# Data provided:

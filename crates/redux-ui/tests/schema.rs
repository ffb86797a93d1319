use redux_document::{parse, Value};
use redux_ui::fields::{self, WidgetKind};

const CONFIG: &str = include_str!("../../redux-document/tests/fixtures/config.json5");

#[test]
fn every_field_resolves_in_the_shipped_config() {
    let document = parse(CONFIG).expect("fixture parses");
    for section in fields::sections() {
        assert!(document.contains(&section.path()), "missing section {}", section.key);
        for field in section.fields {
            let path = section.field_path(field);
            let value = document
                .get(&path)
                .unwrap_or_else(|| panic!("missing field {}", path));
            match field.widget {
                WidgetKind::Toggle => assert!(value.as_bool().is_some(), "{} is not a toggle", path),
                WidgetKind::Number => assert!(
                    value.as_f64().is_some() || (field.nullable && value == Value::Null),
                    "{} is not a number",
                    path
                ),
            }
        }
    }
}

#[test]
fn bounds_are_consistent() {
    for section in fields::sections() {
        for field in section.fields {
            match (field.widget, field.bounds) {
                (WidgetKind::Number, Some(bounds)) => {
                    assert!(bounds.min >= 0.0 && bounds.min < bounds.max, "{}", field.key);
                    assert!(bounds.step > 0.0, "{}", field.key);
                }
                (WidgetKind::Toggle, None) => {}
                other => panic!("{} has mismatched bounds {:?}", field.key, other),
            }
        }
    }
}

# Try it:
Reproduce the material word for word. Leave nothing out.

# Exercise answer:
filename crates/redux-ui/tests/schema.rs
repository ffb86797a93d1319
use redux_document::{parse, Value};
use redux_ui::fields::{self, WidgetKind};

const CONFIG: &str = include_str!("../../redux-document/tests/fixtures/config.json5");

#[test]
fn every_field_resolves_in_the_shipped_config() {
    let document = parse(CONFIG).expect("fixture parses");
    for section in fields::sections() {
        assert!(document.contains(&section.path()), "missing section {}", section.key);
        for field in section.fields {
            let path = section.field_path(field);
            let value = document
                .get(&path)
                .unwrap_or_else(|| panic!("missing field {}", path));
            match field.widget {
                WidgetKind::Toggle => assert!(value.as_bool().is_some(), "{} is not a toggle", path),
                WidgetKind::Number => assert!(
                    value.as_f64().is_some() || (field.nullable && value == Value::Null),
                    "{} is not a number",
                    path
                ),
            }
        }
    }
}

#[test]
fn bounds_are_consistent() {
    for section in fields::sections() {
        for field in section.fields {
            match (field.widget, field.bounds) {
                (WidgetKind::Number, Some(bounds)) => {
                    assert!(bounds.min >= 0.0 && bounds.min < bounds.max, "{}", field.key);
                    assert!(bounds.step > 0.0, "{}", field.key);
                }
                (WidgetKind::Toggle, None) => {}
                other => panic!("{} has mismatched bounds {:?}", field.key, other),
            }
        }
    }
}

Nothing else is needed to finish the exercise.